Thanks for your answer, Lucas. Much appreciated. I understand this doesn't mean you are willing to do something about it, but at least we can start with a conversation). That's great.
Alembic's main purpose is to interchange animation data between packages, whereas rebuilding a complex rig or hair system to generate the same geometry from one package to the next is nearly impossible. Camera light geo, too, can be using things specific to a given DCC tool (Blender uses Bezier, as the primary curve type, whereas Maya uses splines), so that we need something like Alembic to bake them out also makes sense.
I see two major use cases justifying the use of Alembic (do you see others?):
- Interchange: You bake things out and send them to a client or another vendor on a project, and they can load them in their DCC tool and keep carrying on with the work. That's one use of Alembic.

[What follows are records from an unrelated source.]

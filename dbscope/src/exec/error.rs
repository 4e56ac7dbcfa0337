// Copyright (c) 2024-2025 DeepGraph Inc.
// SPDX-License-Identifier: Apache-2.0
//
//! Execution error types

use crate::driver::DriverError;
use thiserror::Error;

/// Query execution errors
#[derive(Error, Debug, Clone)]
pub enum ExecError {
    #[error("Query failed: {0}")]
    Query(String),
}

impl From<DriverError> for ExecError {
    fn from(error: DriverError) -> Self {
        ExecError::Query(error.to_string())
    }
}

pub type ExecResult<T> = Result<T, ExecError>;
// Copyright (c) 2024-2025 DeepGraph Inc.
// SPDX-License-Identifier: Apache-2.0
//
//! MySQL plugin
//!
//! MySQL models its databases as catalogs, so all vendor groups hang off the
//! catalog extension point: triggers and functions scoped to the catalog via
//! `information_schema`, and the server-wide account list from `mysql.user`.

use super::{DialectPlugin, SqlObjectGroupNode};
use crate::dialect::Dialect;
use crate::driver::Value;
use crate::tree::{NodeContext, StructureNode};
use std::sync::Arc;

pub(crate) const TRIGGERS_SQL: &str =
    "select trigger_name from information_schema.triggers where trigger_schema = ? order by 1 asc";

pub(crate) const FUNCTIONS_SQL: &str = "select routine_name from information_schema.routines \
     where routine_schema = ? and routine_type = 'FUNCTION' order by 1 asc";

pub(crate) const USERS_SQL: &str =
    "select concat('''', user, '''', '@', '''', host, '''') from mysql.user";

pub struct MySqlPlugin;

impl DialectPlugin for MySqlPlugin {
    fn dialect(&self) -> Dialect {
        Dialect::MySql
    }

    fn catalog_children(&self, catalog: &str, ctx: &NodeContext) -> Vec<Arc<dyn StructureNode>> {
        let owner = Value::Text(catalog.to_string());
        vec![
            SqlObjectGroupNode::create(
                ctx.clone(),
                "Trigger",
                "mysql_triggers",
                "mysql_trigger",
                "trigger",
                TRIGGERS_SQL,
                vec![owner.clone()],
            ),
            SqlObjectGroupNode::create(
                ctx.clone(),
                "Function",
                "mysql_functs",
                "mysql_funct",
                "funct",
                FUNCTIONS_SQL,
                vec![owner],
            ),
            SqlObjectGroupNode::create(
                ctx.clone(),
                "User",
                "mysql_users",
                "mysql_user",
                "user",
                USERS_SQL,
                Vec::new(),
            ),
        ]
    }
}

- Reviews. You bake an animation out and send it to a client for review. In this case, people are generally not interested in looking at a given animation with all the textures but are focused on looking at the animation itself. So very often, they look at a grey render of the 3D objects, etc. When used in this contest, it can become useful because you can look at this animation from a given camera. Great Alembic supports cameras. Also, in this context, looking at this animation with some indication of what the lighting is supposed to be can reveal to be as equally useful.
To come back to materials. If materials are important, this can be easily done. If UVs are there, based on some naming conventions (name of the objects), one can figure out how to reconnect a set of textures to the right input of a material node. That's not possible with lights. You need the light type, position, color, intensity, etc., or else you can do nothing. That's why there's a fundamental difference between the two. Furthermore, as you suggested, support for lights in Alembic is "almost" there (since the ILightSchema already exists).
Being able to load at least some basic light types with even a restraint but most common parameters would be valuable and would not try to compete with using an alternative solution such as USD. The problem with going with USD to define things not defined by Alembic is that it adds another layer of complexity if the tool you are using for reviewing these Alembic files still needs to handle USD. Having to add USD support for dealing with basic lights is overkilled (and hopefully, I have explained why having lights over material is valuable in using Alembic for reviews). Even if you don't go with the USD route, you still need to import lights separately to the Alembic file, which requires a second export process from the tool from which the Alembic file was exported to some secondary file (and file format). That's a pity, considering Alembic could handle that part so easily.
IMHO, having basic light types supports (point, distant, projector) and basic/common properties such as cone angle, falloff, color, intensity, of course, transformations, etc. would be justified for the Alembic format, and as I mentioned, valuable and thus used. Lights have the same problems as materials. Every place more or less has its own set of rules, naming conventions, etc. One might say, why not include IBL (which might require specifying which texture you are using, etc.), geometry lights, etc? Again I don't think the point is to replace something like glTF, FBX or USD. It's more again that if you have distant (sun), point, or spotlights in the source DCC tool (the tool from which the Alembic was exported), it would be great to carry them along in the Alembic so that we at least have something, even if basic, in the review context out of the bat, rather than having to go through a separate export process.